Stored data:
◇ ◇ ◇ ◇ ◇

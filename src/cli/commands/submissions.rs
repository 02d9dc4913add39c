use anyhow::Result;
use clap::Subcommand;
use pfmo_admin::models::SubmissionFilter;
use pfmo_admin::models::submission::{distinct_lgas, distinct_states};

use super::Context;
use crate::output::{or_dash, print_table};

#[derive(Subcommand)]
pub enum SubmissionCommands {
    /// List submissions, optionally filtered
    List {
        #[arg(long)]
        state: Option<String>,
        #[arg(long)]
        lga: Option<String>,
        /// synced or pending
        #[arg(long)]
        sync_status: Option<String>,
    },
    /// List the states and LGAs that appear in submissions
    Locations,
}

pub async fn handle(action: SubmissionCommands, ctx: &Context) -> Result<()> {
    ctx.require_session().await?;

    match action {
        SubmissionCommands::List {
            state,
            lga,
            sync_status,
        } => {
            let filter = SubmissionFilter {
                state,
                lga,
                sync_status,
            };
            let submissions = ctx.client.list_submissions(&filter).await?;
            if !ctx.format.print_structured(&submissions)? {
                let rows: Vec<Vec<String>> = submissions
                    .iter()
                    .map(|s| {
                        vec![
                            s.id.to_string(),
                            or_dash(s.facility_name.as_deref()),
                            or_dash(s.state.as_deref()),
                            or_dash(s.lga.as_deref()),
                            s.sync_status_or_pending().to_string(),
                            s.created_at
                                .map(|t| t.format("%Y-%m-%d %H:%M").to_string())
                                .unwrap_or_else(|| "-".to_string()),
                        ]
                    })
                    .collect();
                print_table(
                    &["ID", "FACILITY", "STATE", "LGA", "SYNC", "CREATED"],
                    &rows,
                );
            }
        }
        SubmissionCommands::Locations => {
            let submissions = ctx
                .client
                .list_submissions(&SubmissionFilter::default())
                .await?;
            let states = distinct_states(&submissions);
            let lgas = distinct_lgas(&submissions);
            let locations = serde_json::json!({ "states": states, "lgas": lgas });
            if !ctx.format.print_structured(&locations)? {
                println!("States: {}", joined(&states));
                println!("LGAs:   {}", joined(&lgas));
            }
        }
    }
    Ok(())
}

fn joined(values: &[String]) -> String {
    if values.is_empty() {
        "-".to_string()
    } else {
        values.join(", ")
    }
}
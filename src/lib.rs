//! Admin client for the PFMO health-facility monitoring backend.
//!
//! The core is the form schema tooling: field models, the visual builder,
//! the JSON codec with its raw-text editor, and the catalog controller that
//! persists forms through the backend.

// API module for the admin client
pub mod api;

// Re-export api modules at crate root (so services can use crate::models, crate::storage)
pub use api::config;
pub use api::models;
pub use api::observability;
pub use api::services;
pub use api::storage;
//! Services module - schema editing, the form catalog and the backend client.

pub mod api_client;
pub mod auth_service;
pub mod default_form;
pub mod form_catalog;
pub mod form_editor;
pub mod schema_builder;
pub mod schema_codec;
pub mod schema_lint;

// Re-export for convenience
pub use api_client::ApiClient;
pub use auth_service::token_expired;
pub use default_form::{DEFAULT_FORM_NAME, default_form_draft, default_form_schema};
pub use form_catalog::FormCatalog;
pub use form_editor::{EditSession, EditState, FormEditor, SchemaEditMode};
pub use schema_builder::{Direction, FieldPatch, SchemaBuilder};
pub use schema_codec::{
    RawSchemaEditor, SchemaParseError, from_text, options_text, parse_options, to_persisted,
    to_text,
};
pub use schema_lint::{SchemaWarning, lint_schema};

◇ ◇ ◇ ◇ ◇

• [Work instructions] The answer is a number alone: how many lines of the data contain the string "that"?

• [Finished exercise] 2